PROBLEM DESCRIPTION: From the entries below, copy out all lines holding "ComputerPlayer".

(Records from a dataset)
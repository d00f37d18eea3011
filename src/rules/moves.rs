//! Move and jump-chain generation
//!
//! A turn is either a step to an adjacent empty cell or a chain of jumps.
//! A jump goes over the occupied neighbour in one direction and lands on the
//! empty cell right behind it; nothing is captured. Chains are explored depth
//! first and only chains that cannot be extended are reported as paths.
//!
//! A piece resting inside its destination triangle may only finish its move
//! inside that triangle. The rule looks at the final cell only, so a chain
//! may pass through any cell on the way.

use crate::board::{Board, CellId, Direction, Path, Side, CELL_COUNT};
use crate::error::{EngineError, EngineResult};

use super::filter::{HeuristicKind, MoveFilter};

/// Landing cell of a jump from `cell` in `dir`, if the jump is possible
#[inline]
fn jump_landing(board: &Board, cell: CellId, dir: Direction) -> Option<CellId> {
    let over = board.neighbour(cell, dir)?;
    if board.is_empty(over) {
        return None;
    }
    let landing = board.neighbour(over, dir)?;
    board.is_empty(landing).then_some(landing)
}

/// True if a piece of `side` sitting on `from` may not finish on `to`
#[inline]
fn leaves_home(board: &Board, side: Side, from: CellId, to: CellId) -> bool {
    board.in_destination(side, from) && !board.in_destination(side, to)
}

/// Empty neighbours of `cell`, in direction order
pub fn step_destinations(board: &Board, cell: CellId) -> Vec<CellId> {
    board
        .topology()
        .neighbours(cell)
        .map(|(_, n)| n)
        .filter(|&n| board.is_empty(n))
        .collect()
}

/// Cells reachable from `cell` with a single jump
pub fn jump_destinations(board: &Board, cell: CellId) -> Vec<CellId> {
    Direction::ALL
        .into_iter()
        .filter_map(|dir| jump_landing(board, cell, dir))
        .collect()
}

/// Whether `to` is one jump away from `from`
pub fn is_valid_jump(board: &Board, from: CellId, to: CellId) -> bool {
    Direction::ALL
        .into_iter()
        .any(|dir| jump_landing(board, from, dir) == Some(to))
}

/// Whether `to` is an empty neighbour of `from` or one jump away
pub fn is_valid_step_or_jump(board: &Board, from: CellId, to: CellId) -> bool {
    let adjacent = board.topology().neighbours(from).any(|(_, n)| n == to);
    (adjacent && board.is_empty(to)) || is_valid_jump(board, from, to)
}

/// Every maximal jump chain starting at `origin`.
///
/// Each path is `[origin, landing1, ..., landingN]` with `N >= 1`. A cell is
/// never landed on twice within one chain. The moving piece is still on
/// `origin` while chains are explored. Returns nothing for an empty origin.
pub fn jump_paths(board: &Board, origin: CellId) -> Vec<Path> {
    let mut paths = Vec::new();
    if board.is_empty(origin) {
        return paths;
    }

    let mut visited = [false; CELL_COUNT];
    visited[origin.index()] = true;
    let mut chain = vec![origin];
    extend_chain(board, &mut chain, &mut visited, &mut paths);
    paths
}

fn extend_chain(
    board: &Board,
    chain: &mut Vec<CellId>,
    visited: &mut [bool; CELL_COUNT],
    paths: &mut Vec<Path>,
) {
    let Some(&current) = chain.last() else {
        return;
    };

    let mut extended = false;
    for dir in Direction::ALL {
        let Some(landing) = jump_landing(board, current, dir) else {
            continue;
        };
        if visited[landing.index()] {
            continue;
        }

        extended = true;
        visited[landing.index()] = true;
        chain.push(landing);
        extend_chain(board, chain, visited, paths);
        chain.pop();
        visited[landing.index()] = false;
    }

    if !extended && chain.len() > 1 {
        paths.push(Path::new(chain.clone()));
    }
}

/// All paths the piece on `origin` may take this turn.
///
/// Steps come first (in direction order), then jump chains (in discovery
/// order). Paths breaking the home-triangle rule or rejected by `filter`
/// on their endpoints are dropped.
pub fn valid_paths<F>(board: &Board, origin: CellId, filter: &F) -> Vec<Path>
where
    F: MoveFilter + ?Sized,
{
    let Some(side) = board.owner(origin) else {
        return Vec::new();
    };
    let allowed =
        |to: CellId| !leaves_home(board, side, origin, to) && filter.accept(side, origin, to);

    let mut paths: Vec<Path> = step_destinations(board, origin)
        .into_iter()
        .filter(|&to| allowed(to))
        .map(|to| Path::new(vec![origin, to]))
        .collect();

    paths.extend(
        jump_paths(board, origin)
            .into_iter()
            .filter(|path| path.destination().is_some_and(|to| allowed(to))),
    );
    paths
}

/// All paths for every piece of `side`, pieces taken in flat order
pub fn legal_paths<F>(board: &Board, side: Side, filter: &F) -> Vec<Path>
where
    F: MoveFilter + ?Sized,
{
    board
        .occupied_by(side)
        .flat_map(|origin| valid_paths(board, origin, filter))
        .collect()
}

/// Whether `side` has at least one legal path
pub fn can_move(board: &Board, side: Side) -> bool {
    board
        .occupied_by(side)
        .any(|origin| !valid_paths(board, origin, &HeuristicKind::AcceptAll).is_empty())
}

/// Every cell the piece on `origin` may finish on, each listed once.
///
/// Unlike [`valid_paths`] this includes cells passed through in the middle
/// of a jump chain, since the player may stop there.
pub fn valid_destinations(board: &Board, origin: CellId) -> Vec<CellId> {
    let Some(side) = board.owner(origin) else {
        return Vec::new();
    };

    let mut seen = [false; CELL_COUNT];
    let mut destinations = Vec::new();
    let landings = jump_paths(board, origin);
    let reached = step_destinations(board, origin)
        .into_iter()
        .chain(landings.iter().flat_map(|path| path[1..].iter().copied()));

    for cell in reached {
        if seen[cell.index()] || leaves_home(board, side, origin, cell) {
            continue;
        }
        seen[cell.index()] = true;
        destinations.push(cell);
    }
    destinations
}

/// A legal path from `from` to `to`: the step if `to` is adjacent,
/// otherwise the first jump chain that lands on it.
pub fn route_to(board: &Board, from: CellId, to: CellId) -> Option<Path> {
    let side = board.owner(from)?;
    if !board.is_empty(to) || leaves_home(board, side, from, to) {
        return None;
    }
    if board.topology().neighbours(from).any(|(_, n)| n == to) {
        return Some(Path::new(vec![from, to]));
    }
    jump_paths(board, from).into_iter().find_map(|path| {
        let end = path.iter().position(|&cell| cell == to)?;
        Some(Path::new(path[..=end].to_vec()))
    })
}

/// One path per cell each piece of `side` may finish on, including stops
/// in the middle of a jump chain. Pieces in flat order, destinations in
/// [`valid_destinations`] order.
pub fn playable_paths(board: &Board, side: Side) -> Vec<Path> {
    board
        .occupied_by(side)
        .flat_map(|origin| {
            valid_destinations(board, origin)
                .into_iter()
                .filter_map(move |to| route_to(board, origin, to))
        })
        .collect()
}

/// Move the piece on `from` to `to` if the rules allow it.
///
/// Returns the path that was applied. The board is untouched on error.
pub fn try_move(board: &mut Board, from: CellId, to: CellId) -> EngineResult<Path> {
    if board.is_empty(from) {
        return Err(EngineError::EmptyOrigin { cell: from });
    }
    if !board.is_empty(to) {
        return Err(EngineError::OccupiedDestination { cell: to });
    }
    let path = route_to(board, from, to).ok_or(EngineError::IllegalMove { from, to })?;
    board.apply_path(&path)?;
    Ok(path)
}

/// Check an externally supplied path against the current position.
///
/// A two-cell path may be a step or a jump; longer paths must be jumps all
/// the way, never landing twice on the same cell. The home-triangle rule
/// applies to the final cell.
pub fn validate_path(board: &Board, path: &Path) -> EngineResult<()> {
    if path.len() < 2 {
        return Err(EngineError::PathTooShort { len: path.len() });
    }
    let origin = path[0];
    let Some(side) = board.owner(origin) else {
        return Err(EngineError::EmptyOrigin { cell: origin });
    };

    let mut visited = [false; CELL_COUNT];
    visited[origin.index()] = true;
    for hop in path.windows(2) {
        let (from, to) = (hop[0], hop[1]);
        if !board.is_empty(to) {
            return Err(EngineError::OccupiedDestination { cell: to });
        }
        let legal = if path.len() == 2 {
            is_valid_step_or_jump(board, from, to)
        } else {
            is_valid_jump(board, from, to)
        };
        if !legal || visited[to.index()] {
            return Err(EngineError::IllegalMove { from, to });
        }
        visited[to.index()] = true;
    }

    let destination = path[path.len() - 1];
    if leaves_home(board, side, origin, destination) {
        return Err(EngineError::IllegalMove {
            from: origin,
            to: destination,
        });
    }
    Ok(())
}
---
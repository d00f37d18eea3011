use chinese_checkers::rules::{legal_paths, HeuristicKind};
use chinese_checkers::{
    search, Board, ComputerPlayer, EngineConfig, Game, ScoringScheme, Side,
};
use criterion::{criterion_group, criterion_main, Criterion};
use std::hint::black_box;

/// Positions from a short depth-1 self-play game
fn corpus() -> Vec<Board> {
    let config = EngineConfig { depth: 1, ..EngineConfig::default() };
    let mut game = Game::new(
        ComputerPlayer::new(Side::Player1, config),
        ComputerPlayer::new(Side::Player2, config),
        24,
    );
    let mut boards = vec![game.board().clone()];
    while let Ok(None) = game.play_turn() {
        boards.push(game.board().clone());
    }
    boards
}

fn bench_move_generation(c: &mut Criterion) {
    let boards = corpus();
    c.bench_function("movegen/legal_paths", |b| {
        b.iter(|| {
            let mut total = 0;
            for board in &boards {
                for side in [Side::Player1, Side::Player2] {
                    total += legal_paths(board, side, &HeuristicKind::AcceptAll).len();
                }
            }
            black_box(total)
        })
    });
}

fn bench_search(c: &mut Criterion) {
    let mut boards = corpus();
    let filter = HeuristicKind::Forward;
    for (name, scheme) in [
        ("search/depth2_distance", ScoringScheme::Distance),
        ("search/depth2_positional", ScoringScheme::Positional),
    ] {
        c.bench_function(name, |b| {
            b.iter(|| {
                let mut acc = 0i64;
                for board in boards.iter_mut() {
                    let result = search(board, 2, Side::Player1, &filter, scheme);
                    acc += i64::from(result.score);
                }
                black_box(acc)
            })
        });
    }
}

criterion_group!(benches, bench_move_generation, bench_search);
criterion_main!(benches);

EXERCISE RESULT:
    search, Board, ComputerPlayer, EngineConfig, Game, ScoringScheme, Side,
        ComputerPlayer::new(Side::Player1, config),
        ComputerPlayer::new(Side::Player2, config),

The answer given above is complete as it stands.